NYSUT, in a letter to state Health Commissioner Howard Zucker, noted the American Academy of Pediatrics now recommends the universal use of cloth face coverings to curb the spread of coronavirus. The state of Pennsylvania has recently updated its schools reopening roadmap to include a mandate that masks be worn throughout the school day, NYSUT noted.
Gov. Andrew Cuomo, who has been given special powers by the Legislature to manage the pandemic, decided three weeks ago that school districts should have flexibility in how they resume classes, stating, "There is no one size that fits all."
He has also ordered the school districts to submit their reopening plans to state officials, and hold meetings with both parents and teachers to explain how reopening will work. Some districts have opted for a "hybrid" approach to reopening, incorporating both traditional classroom instruction with students in the buildings along with online instruction, while others plan to only hold classes in the schools and still others have moved all instruction online.

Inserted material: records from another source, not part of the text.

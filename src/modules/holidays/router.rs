use axum::{
    Router,
    routing::{delete, get, post},
};

use crate::state::AppState;

use super::controller::{
    create_holiday, delete_holiday, get_bundeslaender, get_holidays, get_public_holidays,
    get_school_holidays,
};

pub fn init_holidays_router() -> Router<AppState> {
    Router::new()
        .route("/", post(create_holiday).get(get_holidays))
        .route("/bundeslaender", get(get_bundeslaender))
        .route("/school-holidays/{bundesland}", get(get_school_holidays))
        .route("/public-holidays", get(get_public_holidays))
        .route("/{holiday_id}", delete(delete_holiday))
}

While it is unclear if the state will embrace the mask mandate, Cuomo signaled Thursday that New York's universities and colleges will be required to shift instruction online for at least 14 days if they experience a surge in COVID-19 infections.
The state is braced for the potential of outbreaks of the contagion in the weeks ahead, Cuomo said.
The shift to online classes would be triggered if 5% of enrolled students at a campus become infected, or if at least 100 cases are detected. The threshold had been set at 9% of the student body becoming infected, but fresh reports of outbreaks at colleges across the country prompted the more aggressive standard in New York.
If the threshold is reached, dining halls would become takeout-only affairs while all athletic programs and other extracurricular activities would be suspended.
At least 13 students at SUNY Oneonta have tested positive, The Daily Star reported. Infections have also been reported at the State University at Albany and SUNY Cobleskill.
Meanwhile, there was a new wrinkle in plans by some districts to resume some interscholastic athletics, a step Cuomo has allowed them to take.
The State Council of School Superintendents said the allowed sporting events could create unacceptable risks as schools try to bring students back to classrooms while minimizing the potential for new infections.
“We have struggled to reconcile why students in physical education classes must be 12 feet apart per reopening guidance, yet contact athletics and other activities that regularly bring athletes into close proximity are deemed safe at this time,” the council said in a letter to Cuomo.
The superintendents are asking the resumption of athletics be postponed to January 1.
"As we approach the new year," the superintendents told Cuomo, "we should collaborate with all stakeholders to develop and agree on a plan to consolidate all three athletic seasons into the second semester so that student-athletes have an equitable opportunity to participate in the sport of their choice."
In recent weeks, the Cuomo administration has announced numerous enforcement actions against restaurant and taverns accused of flouting reopening rules such as serving alcoholic beverages to persons who did not order a meal.
Arguing some of those actions have been "harsh," a group of 25 state senators, led by state Sen. Jessica Ramos, D-Queens, urged State Liquor Authority commissioners to "cut back on the exorbitant fines and create due process for restaurant owners who are learning new guidelines during the reopening process."
The state agency has indicated its penalties have been commensurate with the seriousness of the violations uncovered by inspections.
On the infection front, Cuomo noted he is concerned the Western New York region has had an elevated rate of positive results from virus testing for nine consecutive days. The region experienced more than 100 new infections Thursday.
The uptick appears to be paced by a cluster of COVID-19 cases at a Chautauqua County processing plant, though there are also indications community spread has played a role, officials said.